What the exercise asks
Of the entries below, return exactly those lines that fall between the one containing "self.eta == 1.0 ||" and the one containing "impl AbstractBxDF for", the two end lines included.

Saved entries

*** Begin section ***

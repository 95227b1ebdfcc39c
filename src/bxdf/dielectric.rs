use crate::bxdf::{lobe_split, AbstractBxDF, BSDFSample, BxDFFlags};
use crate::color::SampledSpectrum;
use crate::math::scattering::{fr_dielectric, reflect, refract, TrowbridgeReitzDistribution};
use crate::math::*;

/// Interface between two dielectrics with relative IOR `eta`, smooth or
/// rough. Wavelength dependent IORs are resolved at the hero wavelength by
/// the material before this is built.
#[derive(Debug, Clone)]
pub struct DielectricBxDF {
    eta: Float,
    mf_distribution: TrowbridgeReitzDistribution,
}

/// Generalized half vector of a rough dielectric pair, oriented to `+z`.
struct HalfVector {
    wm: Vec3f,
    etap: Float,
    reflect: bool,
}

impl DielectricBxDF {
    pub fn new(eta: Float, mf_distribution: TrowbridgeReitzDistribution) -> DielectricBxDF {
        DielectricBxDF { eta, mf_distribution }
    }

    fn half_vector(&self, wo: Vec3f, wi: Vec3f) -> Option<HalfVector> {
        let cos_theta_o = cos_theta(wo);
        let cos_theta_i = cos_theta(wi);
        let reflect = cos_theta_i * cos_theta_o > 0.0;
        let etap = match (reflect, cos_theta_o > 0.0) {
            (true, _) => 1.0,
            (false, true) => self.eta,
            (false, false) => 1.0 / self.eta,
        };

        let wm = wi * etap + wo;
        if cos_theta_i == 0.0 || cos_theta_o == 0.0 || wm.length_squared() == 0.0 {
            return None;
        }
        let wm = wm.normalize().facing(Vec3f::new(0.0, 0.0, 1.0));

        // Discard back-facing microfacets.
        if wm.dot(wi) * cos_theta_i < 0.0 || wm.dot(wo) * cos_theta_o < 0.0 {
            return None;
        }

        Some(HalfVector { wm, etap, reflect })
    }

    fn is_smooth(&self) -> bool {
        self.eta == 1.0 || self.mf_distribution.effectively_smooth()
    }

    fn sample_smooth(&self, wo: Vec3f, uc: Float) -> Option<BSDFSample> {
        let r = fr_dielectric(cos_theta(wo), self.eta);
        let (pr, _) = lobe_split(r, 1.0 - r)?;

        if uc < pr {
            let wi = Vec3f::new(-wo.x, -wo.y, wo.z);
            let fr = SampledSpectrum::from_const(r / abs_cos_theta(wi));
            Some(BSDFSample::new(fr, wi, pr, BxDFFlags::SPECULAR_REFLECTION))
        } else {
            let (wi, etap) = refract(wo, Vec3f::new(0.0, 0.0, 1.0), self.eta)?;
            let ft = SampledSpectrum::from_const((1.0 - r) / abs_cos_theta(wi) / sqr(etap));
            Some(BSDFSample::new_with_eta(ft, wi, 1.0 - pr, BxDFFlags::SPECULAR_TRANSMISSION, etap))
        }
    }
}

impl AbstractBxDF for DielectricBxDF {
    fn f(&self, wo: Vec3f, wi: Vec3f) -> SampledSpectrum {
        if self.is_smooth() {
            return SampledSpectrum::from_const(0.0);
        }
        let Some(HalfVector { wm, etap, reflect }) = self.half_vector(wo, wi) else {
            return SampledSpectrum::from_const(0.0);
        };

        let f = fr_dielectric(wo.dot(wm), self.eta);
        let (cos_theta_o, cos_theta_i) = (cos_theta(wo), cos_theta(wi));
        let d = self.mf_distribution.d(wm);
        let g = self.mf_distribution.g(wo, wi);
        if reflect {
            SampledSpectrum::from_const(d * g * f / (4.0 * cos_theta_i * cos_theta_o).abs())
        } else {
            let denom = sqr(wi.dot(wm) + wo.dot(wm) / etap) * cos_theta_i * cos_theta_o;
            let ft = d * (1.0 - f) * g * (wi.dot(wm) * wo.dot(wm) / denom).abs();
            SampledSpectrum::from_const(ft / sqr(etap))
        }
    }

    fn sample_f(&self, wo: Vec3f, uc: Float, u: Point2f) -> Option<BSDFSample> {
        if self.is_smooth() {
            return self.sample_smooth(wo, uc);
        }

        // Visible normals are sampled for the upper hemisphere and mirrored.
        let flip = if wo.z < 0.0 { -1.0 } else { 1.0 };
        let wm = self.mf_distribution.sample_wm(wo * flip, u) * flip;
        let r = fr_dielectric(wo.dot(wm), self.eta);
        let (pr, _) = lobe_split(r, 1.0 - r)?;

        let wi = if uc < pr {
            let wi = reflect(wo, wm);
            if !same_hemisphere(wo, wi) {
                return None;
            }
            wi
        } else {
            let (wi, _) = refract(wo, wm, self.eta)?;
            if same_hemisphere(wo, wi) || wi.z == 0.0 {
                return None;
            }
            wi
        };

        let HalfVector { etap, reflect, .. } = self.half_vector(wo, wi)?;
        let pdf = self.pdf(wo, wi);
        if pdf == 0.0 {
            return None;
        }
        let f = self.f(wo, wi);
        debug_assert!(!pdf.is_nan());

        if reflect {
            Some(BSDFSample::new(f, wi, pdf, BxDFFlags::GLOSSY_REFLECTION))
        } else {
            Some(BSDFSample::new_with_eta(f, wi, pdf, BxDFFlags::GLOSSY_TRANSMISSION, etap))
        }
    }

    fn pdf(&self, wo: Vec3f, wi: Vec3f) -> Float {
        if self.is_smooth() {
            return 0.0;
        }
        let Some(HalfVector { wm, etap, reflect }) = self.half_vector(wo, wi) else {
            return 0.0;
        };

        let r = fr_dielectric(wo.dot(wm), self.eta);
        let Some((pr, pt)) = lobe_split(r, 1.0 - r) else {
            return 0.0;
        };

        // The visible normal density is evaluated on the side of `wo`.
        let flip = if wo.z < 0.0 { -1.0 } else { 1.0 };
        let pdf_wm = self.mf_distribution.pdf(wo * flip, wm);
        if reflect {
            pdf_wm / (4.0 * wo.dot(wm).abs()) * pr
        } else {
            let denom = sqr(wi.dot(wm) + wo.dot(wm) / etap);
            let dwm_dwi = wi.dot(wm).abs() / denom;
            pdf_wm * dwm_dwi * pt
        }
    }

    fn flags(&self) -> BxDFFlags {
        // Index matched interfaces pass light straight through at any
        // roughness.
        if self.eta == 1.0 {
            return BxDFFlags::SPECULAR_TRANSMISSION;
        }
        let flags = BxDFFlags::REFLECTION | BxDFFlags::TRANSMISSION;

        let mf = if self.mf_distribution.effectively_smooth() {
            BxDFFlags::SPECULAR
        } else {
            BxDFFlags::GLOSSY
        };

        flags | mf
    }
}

*** End section ***
*** Begin section ***

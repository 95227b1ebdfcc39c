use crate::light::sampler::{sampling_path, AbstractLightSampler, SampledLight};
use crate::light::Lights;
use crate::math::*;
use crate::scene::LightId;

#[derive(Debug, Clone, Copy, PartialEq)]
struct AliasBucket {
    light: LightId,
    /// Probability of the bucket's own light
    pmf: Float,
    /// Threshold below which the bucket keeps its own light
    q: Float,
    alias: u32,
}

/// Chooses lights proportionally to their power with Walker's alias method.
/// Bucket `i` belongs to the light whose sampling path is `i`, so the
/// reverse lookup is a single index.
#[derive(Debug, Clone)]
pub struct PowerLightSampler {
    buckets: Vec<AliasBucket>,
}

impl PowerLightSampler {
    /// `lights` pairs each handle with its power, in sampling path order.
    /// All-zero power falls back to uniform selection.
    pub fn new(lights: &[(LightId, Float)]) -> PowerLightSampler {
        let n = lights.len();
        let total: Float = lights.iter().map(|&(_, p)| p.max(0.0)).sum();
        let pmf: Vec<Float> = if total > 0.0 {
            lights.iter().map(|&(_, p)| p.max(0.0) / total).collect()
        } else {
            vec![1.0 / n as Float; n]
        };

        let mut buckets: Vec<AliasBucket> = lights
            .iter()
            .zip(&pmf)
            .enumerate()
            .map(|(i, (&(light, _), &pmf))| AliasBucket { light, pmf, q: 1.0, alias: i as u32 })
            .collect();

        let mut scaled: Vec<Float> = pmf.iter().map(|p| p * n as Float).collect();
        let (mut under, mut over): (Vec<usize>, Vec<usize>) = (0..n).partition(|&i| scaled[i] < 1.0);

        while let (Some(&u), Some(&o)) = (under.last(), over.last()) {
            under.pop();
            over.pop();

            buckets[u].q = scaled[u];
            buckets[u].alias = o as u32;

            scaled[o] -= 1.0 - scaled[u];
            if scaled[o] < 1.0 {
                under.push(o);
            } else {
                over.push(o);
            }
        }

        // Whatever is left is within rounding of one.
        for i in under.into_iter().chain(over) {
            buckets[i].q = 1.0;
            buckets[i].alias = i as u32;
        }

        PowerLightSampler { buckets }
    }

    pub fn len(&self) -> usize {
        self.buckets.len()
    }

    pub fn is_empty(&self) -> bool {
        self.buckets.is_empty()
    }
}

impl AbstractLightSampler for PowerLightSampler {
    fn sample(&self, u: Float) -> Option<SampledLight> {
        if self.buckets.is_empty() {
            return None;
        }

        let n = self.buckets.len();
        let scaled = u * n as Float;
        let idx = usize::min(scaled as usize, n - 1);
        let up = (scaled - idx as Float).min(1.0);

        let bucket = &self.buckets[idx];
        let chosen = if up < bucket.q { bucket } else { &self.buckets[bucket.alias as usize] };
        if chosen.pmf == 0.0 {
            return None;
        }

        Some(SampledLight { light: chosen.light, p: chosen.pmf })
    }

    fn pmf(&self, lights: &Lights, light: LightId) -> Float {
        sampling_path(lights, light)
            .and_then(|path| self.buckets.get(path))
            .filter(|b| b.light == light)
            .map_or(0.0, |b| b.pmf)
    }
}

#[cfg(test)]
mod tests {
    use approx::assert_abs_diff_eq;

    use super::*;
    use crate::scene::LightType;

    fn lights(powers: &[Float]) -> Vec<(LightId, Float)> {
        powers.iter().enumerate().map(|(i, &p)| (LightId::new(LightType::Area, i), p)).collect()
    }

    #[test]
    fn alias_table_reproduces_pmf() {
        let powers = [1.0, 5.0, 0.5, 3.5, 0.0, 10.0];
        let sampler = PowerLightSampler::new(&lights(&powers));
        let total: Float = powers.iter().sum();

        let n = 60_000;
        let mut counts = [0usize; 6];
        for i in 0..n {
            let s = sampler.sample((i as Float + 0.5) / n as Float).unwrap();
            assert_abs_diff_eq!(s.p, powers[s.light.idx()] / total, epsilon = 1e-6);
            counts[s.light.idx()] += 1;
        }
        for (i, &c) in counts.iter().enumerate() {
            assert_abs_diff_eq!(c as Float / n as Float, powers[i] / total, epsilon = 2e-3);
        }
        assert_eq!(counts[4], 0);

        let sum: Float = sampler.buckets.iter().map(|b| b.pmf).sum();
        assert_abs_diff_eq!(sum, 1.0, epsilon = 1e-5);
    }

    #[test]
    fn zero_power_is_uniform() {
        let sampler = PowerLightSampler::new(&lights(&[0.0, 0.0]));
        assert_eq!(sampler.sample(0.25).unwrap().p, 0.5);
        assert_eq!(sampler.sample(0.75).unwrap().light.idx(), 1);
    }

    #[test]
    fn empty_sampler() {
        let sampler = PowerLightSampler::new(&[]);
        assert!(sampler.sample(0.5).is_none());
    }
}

*** End section ***

Task solution
        self.eta == 1.0 || self.mf_distribution.effectively_smooth()
    }

    fn sample_smooth(&self, wo: Vec3f, uc: Float) -> Option<BSDFSample> {
        let r = fr_dielectric(cos_theta(wo), self.eta);
        let (pr, _) = lobe_split(r, 1.0 - r)?;

        if uc < pr {
            let wi = Vec3f::new(-wo.x, -wo.y, wo.z);
            let fr = SampledSpectrum::from_const(r / abs_cos_theta(wi));
            Some(BSDFSample::new(fr, wi, pr, BxDFFlags::SPECULAR_REFLECTION))
        } else {
            let (wi, etap) = refract(wo, Vec3f::new(0.0, 0.0, 1.0), self.eta)?;
            let ft = SampledSpectrum::from_const((1.0 - r) / abs_cos_theta(wi) / sqr(etap));
            Some(BSDFSample::new_with_eta(ft, wi, 1.0 - pr, BxDFFlags::SPECULAR_TRANSMISSION, etap))
        }
    }
}

impl AbstractBxDF for DielectricBxDF {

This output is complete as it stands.